Isomerism in Alkenes

• Alkenes exhibit both structural and stereoisomerism.
• Structural isomers have the same molecular formula but different arrangements of atoms.
• Stereoisomers have the same connectivity but different spatial arrangements.
• Geometric isomerism (cis-trans isomerism) occurs in alkenes due to restricted rotation around the double bond.
• Cis isomers have substituents on the same side of the double bond.
• Trans isomers have substituents on opposite sides of the double bond.
• Cis-trans isomerism requires that each carbon of the double bond must have two different groups attached.
• The Cahn-Ingold-Prelog (CIP) priority rules are used to assign E/Z configurations to alkenes.
• If the higher priority groups are on the same side of the double bond, it is the Z isomer (from German zusammen, meaning together).
• If the higher priority groups are on opposite sides of the double bond, it is the E isomer (from German entgegen, meaning opposite).

Alkene Reactions

• Alkenes undergo addition reactions in which atoms or groups of atoms add to the carbon-carbon double bond.
• Electrophilic addition is a characteristic reaction of alkenes.
• Common electrophilic addition reactions include:
  • Hydrogenation: Addition of hydrogen (H₂) across the double bond in the presence of a metal catalyst (e.g., Pt, Pd, Ni).
  • Halogenation: Addition of halogens (e.g., Cl₂, Br₂) across the double bond.
  • Hydrohalogenation: Addition of hydrogen halides (e.g., HCl, HBr) across the double bond, following Markovnikov's rule.
  • Hydration: Addition of water (H₂O) across the double bond in the presence of an acid catalyst (e.g., H₂SO₄).
• Markovnikov's rule states that in the addition of HX to an alkene, the hydrogen atom adds to the carbon with more hydrogen atoms already attached.
• Peroxide effect (anti-Markovnikov addition): In the presence of peroxides, HBr adds to alkenes in an anti-Markovnikov fashion, where the hydrogen atom adds to the carbon with fewer hydrogen atoms.
• Oxymercuration-Demercuration: A reaction sequence used to hydrate alkenes, following Markovnikov's rule, without carbocation rearrangements. It involves the addition of mercury(II) acetate followed by reduction with sodium borohydride.
• Hydroboration-Oxidation: A reaction sequence used to hydrate alkenes in an anti-Markovnikov fashion. It involves the addition of borane (BH₃) followed by oxidation with hydrogen peroxide (H₂O₂) and hydroxide (OH⁻).
• Epoxidation: Reaction of an alkene with a peroxyacid (e.g., m-CPBA) to form an epoxide (oxirane).
• Ozonolysis: Reaction of an alkene with ozone (O₃) followed by reduction with zinc or dimethyl sulfide to cleave the double bond and form aldehydes or ketones.
• Polymerization: Alkenes can undergo polymerization to form polymers.

Alkene Synthesis

• Alkenes can be synthesized through various methods, primarily elimination reactions.
• Dehydration of alcohols: Removal of water (H₂O) from an alcohol, typically using an acid catalyst (e.g., H₂SO₄, H₃PO₄) at high temperatures.
• Dehydrohalogenation of alkyl halides: Removal of a hydrogen halide (HX) from an alkyl halide, typically using a strong base (e.g., KOH, NaOH, alkoxides).
• E2 mechanism is favored for dehydrohalogenation.
• Zaitsev's rule states that the major product is the more substituted alkene (the alkene with more alkyl groups attached to the double-bonded carbons).
• Cracking of alkanes: Breaking down large alkane molecules into smaller, more useful alkenes and alkanes at high temperatures.
• Wittig Reaction: Reaction of an aldehyde or ketone with a Wittig reagent (phosphorus ylide) to form an alkene.
• Hofmann Elimination: Elimination reaction of quaternary ammonium hydroxides to form alkenes. The less substituted alkene is the major product (anti-Zaitsev or Hofmann product).

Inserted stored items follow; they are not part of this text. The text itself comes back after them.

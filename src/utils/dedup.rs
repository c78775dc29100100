//! Caller-side deduplication of candidate records.
//!
//! The keyword fan-out never deduplicates; callers that want one candidate per
//! book use these helpers, which rely on loose title equality only.

use std::collections::{HashMap, HashSet};

use super::normalize::title_key;
use crate::models::BookRecord;

/// Which member of a duplicate group survives
#[derive(Debug, Clone, Copy, PartialEq, Eq)]
pub enum DuplicateStrategy {
    /// Keep the first occurrence of each duplicate group
    First,
    /// Keep the last occurrence of each duplicate group
    Last,
}

/// Groups of record indices whose titles are loosely equal.
///
/// Only groups with more than one member are returned, in order of their first
/// member. Records without a usable title are never grouped.
pub fn find_duplicates(records: &[BookRecord]) -> Vec<Vec<usize>> {
    let mut by_key: HashMap<String, Vec<usize>> = HashMap::new();
    let mut order: Vec<String> = Vec::new();

    for (idx, record) in records.iter().enumerate() {
        let key = title_key(&record.title);
        if key.is_empty() {
            continue;
        }
        let group = by_key.entry(key.clone()).or_default();
        if group.is_empty() {
            order.push(key);
        }
        group.push(idx);
    }

    order
        .into_iter()
        .filter_map(|key| by_key.remove(&key))
        .filter(|group| group.len() > 1)
        .collect()
}

/// Remove loose-title duplicates from a list of candidates
pub fn deduplicate_records(records: Vec<BookRecord>, strategy: DuplicateStrategy) -> Vec<BookRecord> {
    let groups = find_duplicates(&records);
    if groups.is_empty() {
        return records;
    }

    let mut to_remove: HashSet<usize> = HashSet::new();
    for group in groups {
        match strategy {
            DuplicateStrategy::First => to_remove.extend(group.iter().skip(1)),
            DuplicateStrategy::Last => to_remove.extend(group.iter().take(group.len() - 1)),
        }
    }

    records
        .into_iter()
        .enumerate()
        .filter(|(i, _)| !to_remove.contains(i))
        .map(|(_, r)| r)
        .collect()
}

/// Whether a title already exists in a catalog, by loose title equality
pub fn is_in_catalog<'a, I>(title: &str, existing: I) -> bool
where
    I: IntoIterator<Item = &'a str>,
{
    let key = title_key(title);
    !key.is_empty() && existing.into_iter().any(|t| title_key(t) == key)
}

Industrial Applications of Alkenes

• Alkenes are important building blocks in the chemical industry.
• Ethene (ethylene) is used to produce polyethylene, a widely used plastic.
• Propene (propylene) is used to produce polypropylene.
• Alkenes are used in the synthesis of various organic compounds, including alcohols, aldehydes, ketones, and carboxylic acids.
• Alkenes are used as monomers in the production of polymers and as intermediates in the synthesis of pharmaceuticals, agrochemicals, and other fine chemicals.